Learning in Dreamscapes

Does learning-in-dreaming generalize beyond AI and individual brains?

Aug 23, 2024

∙ Paid

This research note is part of the Mediocre Computing series as well as the Protocol Narratives series.

Here’s a hypothesis: Storytelling is how societies dream together, and this collective dreaming is what drives collective learning that continually builds and narrates our world into existence, growing and extrapolating it into the future from the past and present. Our narrative protocols, which determine the when and where of storytelling behaviors, are the “sleep” epochs of society.

The thought was trigged by a tweet that caught my eye, which linked to a paper with the remark “the brain finetunes on synthetic data while it sleeps.” The paper, The brain simulates actions and their consequences during REM sleep, is quite interesting.

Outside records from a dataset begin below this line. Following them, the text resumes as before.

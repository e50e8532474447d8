//! Capability queries resolved once when a drawable is built.

/// Reports what the rendering backend can do.
///
/// Queried once at construction; drawables keep the answers for their
/// lifetime rather than consulting a global registry per frame.
pub trait RenderCapabilities: Send + Sync {
    /// Whether programmable shaders (and therefore uniforms) are available.
    fn supports_programmable_shaders(&self) -> bool;

    /// Number of texture units a fragment stage may sample from.
    fn max_texture_units(&self) -> u32;
}

/// Fixed capability set.
#[derive(Debug, Clone, Copy, PartialEq, Eq)]
pub struct StaticCapabilities {
    pub programmable_shaders: bool,
    pub max_texture_units: u32,
}

impl StaticCapabilities {
    /// Fixed-function backend: no shaders, texturing only.
    pub const fn fixed_function(max_texture_units: u32) -> Self {
        Self {
            programmable_shaders: false,
            max_texture_units,
        }
    }
}

impl Default for StaticCapabilities {
    fn default() -> Self {
        Self {
            programmable_shaders: true,
            max_texture_units: 16,
        }
    }
}

impl RenderCapabilities for StaticCapabilities {
    fn supports_programmable_shaders(&self) -> bool {
        self.programmable_shaders
    }

    fn max_texture_units(&self) -> u32 {
        self.max_texture_units
    }
}
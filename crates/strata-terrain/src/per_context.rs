//! Per-context state, indexed by context id.

use std::sync::atomic::{AtomicU64, Ordering};

use parking_lot::RwLock;
use strata_test_utils::ContextId;

/// Slots indexed by [`ContextId`], grown on demand and never shrunk.
///
/// Growth takes the write lock; slot access takes the read lock. Each slot is
/// only used by the thread rendering its context, so slot types keep their
/// own state in atomics rather than locks.
#[derive(Debug, Default)]
pub struct PerContextBuffer<T> {
    slots: RwLock<Vec<T>>,
}

impl<T: Default> PerContextBuffer<T> {
    pub fn new() -> Self {
        Self {
            slots: RwLock::new(Vec::new()),
        }
    }

    pub fn len(&self) -> usize {
        self.slots.read().len()
    }

    pub fn is_empty(&self) -> bool {
        self.len() == 0
    }

    /// Make room for at least `size` contexts, keeping existing slots.
    pub fn resize(&self, size: usize) {
        let mut slots = self.slots.write();
        if slots.len() < size {
            slots.resize_with(size, T::default);
        }
    }

    /// Run `f` on the slot for `context`, creating it if needed.
    pub fn with<R>(&self, context: ContextId, f: impl FnOnce(&T) -> R) -> R {
        {
            let slots = self.slots.read();
            if let Some(slot) = slots.get(context.index()) {
                return f(slot);
            }
        }

        self.resize(context.index() + 1);
        let slots = self.slots.read();
        f(&slots[context.index()])
    }

    /// Run `f` on every slot.
    pub fn for_each(&self, mut f: impl FnMut(&T)) {
        for slot in self.slots.read().iter() {
            f(slot);
        }
    }
}

/// Per-context tile state: when the tile first entered the scene.
#[derive(Debug)]
pub struct ContextRenderState {
    birth_time: AtomicU64,
}

impl ContextRenderState {
    /// Birth time of a tile that has not been drawn in this context yet.
    pub const UNSET_BIRTH_TIME: f64 = -1.0;

    pub fn birth_time(&self) -> Option<f64> {
        let time = f64::from_bits(self.birth_time.load(Ordering::Relaxed));
        (time >= 0.0).then_some(time)
    }

    /// Latch `now` as the birth time unless one is already set, and return
    /// the birth time in effect.
    pub fn latch_birth_time(&self, now: f64) -> f64 {
        match self.birth_time.compare_exchange(
            Self::UNSET_BIRTH_TIME.to_bits(),
            now.to_bits(),
            Ordering::Relaxed,
            Ordering::Relaxed,
        ) {
            Ok(_) => now,
            Err(existing) => f64::from_bits(existing),
        }
    }

    pub fn reset(&self) {
        self.birth_time
            .store(Self::UNSET_BIRTH_TIME.to_bits(), Ordering::Relaxed);
    }
}

impl Default for ContextRenderState {
    fn default() -> Self {
        Self {
            birth_time: AtomicU64::new(Self::UNSET_BIRTH_TIME.to_bits()),
        }
    }
}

Vivid dreams mostly occur during a phase of sleep called REM¹^–⁵. During REM sleep, the brain’s internal representation of direction keeps shifting like that of an awake animal moving through its environment⁶^–⁸. What causes these shifts, given the immobility of the sleeping animal? Here we show that the superior colliculus of the mouse, a motor command center involved in orienting movements⁹^–¹⁵, issues motor commands during REM sleep, e.g. turn left, that are similar to those issued in the awake behaving animal. Strikingly, these motor commands, despite not being executed, shift the internal representation of direction as if the animal had turned. Thus, during REM sleep, the brain simulates actions by issuing motor commands that, while not executed, have consequences as if they had been. This study suggests that the sleeping brain, while disengaged from the external world, uses its internal model of the world to simulate interactions with it.

It reflects positively on the rising levels of AI literacy that you can tweet such things in public spaces, and tweet such papers, and expect to be understood.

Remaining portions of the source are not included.